[[ MATERIAL FOR THIS TASK open ]]

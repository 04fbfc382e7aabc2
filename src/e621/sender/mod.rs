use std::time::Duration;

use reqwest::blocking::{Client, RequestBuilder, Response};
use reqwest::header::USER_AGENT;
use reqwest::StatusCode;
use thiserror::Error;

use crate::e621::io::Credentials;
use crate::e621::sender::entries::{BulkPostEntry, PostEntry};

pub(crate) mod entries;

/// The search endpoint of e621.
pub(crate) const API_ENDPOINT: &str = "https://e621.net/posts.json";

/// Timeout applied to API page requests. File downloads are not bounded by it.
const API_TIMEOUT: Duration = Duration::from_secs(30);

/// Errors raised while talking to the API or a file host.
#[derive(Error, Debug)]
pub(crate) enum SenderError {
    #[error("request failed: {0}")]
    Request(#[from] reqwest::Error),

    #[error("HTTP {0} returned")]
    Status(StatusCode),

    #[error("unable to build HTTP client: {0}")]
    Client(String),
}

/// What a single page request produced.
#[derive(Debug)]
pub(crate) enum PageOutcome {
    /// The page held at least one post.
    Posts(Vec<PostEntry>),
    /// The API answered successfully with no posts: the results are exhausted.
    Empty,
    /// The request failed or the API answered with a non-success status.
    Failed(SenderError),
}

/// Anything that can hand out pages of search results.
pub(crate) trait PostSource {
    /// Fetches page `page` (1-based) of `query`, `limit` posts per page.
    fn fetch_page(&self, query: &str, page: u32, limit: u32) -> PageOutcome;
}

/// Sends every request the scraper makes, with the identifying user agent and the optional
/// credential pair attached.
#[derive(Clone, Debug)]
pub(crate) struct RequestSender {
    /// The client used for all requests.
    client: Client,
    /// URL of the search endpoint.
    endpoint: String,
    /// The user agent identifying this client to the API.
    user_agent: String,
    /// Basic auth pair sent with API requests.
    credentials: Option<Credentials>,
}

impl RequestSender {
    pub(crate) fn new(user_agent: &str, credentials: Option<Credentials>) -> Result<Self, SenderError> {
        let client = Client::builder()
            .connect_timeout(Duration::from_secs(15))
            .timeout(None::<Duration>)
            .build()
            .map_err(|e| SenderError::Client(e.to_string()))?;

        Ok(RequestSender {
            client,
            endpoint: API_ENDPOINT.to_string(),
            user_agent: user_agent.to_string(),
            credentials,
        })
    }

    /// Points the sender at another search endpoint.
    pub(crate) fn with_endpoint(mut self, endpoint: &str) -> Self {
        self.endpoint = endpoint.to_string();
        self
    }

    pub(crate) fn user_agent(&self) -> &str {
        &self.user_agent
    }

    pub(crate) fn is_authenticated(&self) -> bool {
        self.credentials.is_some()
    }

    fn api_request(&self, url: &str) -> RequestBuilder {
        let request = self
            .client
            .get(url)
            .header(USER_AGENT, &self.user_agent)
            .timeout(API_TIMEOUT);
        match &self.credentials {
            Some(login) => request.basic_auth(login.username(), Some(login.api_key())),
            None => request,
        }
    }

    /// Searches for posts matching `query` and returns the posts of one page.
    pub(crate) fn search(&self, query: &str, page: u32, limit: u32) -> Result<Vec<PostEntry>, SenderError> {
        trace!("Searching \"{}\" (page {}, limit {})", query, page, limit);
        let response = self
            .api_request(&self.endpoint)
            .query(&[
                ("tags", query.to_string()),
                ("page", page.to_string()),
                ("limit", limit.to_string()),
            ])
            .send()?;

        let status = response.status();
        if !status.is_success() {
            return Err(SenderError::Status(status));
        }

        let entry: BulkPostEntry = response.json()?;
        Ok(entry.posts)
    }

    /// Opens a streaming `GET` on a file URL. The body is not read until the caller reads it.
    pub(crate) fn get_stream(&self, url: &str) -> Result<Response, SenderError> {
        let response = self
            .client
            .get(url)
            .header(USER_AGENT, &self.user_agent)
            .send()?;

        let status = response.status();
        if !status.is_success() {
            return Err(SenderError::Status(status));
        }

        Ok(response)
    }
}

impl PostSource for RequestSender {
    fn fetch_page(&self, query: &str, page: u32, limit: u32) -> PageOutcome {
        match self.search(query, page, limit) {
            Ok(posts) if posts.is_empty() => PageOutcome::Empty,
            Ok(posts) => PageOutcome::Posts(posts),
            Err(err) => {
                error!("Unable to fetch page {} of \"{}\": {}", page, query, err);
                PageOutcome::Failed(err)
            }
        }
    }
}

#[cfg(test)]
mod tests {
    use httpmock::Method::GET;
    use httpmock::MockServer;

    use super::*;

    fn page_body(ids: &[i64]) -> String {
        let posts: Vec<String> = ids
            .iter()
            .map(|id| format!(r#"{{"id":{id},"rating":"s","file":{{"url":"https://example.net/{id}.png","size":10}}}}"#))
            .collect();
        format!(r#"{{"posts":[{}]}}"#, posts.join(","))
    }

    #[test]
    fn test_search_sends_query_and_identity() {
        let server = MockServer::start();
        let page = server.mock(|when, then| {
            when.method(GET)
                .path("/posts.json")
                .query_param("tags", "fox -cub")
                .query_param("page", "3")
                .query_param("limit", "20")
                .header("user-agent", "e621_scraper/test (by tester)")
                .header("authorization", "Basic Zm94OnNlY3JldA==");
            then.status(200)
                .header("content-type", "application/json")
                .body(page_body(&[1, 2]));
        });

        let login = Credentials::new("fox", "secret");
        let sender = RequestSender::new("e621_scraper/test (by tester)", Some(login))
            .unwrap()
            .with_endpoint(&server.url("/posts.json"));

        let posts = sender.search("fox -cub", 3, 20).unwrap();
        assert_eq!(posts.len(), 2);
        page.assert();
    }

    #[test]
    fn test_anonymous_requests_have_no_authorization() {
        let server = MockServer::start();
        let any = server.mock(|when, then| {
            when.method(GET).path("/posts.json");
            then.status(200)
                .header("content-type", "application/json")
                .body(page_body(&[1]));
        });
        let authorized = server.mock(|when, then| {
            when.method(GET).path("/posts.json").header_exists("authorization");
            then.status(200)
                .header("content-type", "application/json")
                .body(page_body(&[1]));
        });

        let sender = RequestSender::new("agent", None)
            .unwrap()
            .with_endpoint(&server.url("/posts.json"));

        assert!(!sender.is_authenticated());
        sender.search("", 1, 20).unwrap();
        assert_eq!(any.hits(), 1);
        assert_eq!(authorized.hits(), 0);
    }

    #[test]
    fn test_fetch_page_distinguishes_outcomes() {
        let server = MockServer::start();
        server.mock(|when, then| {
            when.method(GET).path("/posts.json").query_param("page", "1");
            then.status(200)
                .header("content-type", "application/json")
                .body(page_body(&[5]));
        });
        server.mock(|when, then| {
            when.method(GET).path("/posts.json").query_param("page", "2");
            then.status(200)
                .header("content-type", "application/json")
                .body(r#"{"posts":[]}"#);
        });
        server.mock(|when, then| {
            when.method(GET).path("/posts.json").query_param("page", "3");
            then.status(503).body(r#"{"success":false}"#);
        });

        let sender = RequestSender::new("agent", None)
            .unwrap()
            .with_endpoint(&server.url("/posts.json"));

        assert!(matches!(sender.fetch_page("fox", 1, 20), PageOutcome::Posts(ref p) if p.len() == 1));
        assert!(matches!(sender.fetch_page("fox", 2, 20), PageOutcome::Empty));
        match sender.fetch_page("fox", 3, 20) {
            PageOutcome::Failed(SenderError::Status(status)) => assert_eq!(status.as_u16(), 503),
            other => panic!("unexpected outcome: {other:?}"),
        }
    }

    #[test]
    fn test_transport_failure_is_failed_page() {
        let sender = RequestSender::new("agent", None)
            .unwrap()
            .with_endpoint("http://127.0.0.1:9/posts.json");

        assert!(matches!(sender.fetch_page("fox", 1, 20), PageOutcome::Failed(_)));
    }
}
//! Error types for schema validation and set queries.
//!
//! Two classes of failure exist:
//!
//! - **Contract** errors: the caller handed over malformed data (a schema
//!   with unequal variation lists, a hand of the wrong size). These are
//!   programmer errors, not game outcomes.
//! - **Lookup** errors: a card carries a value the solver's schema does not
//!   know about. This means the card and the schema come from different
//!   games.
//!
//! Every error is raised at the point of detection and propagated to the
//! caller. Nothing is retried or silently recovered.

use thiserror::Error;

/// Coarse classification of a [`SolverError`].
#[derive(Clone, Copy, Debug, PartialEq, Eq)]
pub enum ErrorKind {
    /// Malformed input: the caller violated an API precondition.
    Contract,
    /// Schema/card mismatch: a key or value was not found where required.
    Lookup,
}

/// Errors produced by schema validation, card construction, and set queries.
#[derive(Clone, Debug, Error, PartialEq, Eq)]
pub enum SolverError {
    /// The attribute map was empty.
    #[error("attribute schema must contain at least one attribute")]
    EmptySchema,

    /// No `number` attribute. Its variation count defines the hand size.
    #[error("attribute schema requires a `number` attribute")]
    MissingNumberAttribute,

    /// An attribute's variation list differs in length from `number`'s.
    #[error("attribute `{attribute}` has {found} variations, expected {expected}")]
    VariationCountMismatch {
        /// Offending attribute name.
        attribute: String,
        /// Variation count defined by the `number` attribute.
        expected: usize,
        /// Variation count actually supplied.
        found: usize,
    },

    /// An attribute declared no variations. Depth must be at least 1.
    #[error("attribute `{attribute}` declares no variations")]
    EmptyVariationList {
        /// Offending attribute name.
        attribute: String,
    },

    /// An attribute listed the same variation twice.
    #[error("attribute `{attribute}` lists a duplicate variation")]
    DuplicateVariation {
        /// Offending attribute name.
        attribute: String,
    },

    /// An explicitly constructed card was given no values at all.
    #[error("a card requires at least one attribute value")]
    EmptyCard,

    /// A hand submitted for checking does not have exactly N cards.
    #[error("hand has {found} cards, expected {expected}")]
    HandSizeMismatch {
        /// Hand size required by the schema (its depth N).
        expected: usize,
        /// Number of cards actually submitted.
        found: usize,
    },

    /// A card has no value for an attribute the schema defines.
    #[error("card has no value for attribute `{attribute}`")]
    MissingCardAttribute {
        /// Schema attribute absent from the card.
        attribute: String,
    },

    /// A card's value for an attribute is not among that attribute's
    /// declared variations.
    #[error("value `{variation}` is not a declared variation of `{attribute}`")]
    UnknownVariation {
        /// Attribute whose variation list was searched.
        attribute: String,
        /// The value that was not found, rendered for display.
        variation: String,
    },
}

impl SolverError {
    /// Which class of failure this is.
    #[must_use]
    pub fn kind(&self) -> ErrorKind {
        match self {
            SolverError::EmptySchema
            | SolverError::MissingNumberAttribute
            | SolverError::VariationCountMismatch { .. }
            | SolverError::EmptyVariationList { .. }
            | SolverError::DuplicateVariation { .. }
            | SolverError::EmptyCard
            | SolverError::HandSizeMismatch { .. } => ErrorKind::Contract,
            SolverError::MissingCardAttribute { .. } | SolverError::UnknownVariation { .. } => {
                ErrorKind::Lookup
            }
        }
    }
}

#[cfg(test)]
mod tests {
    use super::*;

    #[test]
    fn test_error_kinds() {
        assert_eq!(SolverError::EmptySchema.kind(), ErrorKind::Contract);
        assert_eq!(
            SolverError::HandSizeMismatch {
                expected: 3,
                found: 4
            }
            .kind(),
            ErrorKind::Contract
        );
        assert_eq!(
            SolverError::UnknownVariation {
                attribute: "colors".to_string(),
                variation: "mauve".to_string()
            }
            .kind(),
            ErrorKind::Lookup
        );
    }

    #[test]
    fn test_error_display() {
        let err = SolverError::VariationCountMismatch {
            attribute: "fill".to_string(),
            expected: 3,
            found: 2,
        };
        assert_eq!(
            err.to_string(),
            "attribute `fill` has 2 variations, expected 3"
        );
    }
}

[[ MATERIAL FOR THIS TASK closed ]]

Repeat the entries above verbatim, but only from the line that has "let client = Client::builder()" down to the line that has "Ok(response)", inclusive.

ANSWER FOR THE TASK:
        let client = Client::builder()
            .connect_timeout(Duration::from_secs(15))
            .timeout(None::<Duration>)
            .build()
            .map_err(|e| SenderError::Client(e.to_string()))?;

        Ok(RequestSender {
            client,
            endpoint: API_ENDPOINT.to_string(),
            user_agent: user_agent.to_string(),
            credentials,
        })
    }

    /// Points the sender at another search endpoint.
    pub(crate) fn with_endpoint(mut self, endpoint: &str) -> Self {
        self.endpoint = endpoint.to_string();
        self
    }

    pub(crate) fn user_agent(&self) -> &str {
        &self.user_agent
    }

    pub(crate) fn is_authenticated(&self) -> bool {
        self.credentials.is_some()
    }

    fn api_request(&self, url: &str) -> RequestBuilder {
        let request = self
            .client
            .get(url)
            .header(USER_AGENT, &self.user_agent)
            .timeout(API_TIMEOUT);
        match &self.credentials {
            Some(login) => request.basic_auth(login.username(), Some(login.api_key())),
            None => request,
        }
    }

    /// Searches for posts matching `query` and returns the posts of one page.
    pub(crate) fn search(&self, query: &str, page: u32, limit: u32) -> Result<Vec<PostEntry>, SenderError> {
        trace!("Searching \"{}\" (page {}, limit {})", query, page, limit);
        let response = self
            .api_request(&self.endpoint)
            .query(&[
                ("tags", query.to_string()),
                ("page", page.to_string()),
                ("limit", limit.to_string()),
            ])
            .send()?;

        let status = response.status();
        if !status.is_success() {
            return Err(SenderError::Status(status));
        }

        let entry: BulkPostEntry = response.json()?;
        Ok(entry.posts)
    }

    /// Opens a streaming `GET` on a file URL. The body is not read until the caller reads it.
    pub(crate) fn get_stream(&self, url: &str) -> Result<Response, SenderError> {
        let response = self
            .client
            .get(url)
            .header(USER_AGENT, &self.user_agent)
            .send()?;

        let status = response.status();
        if !status.is_success() {
            return Err(SenderError::Status(status));
        }

        Ok(response)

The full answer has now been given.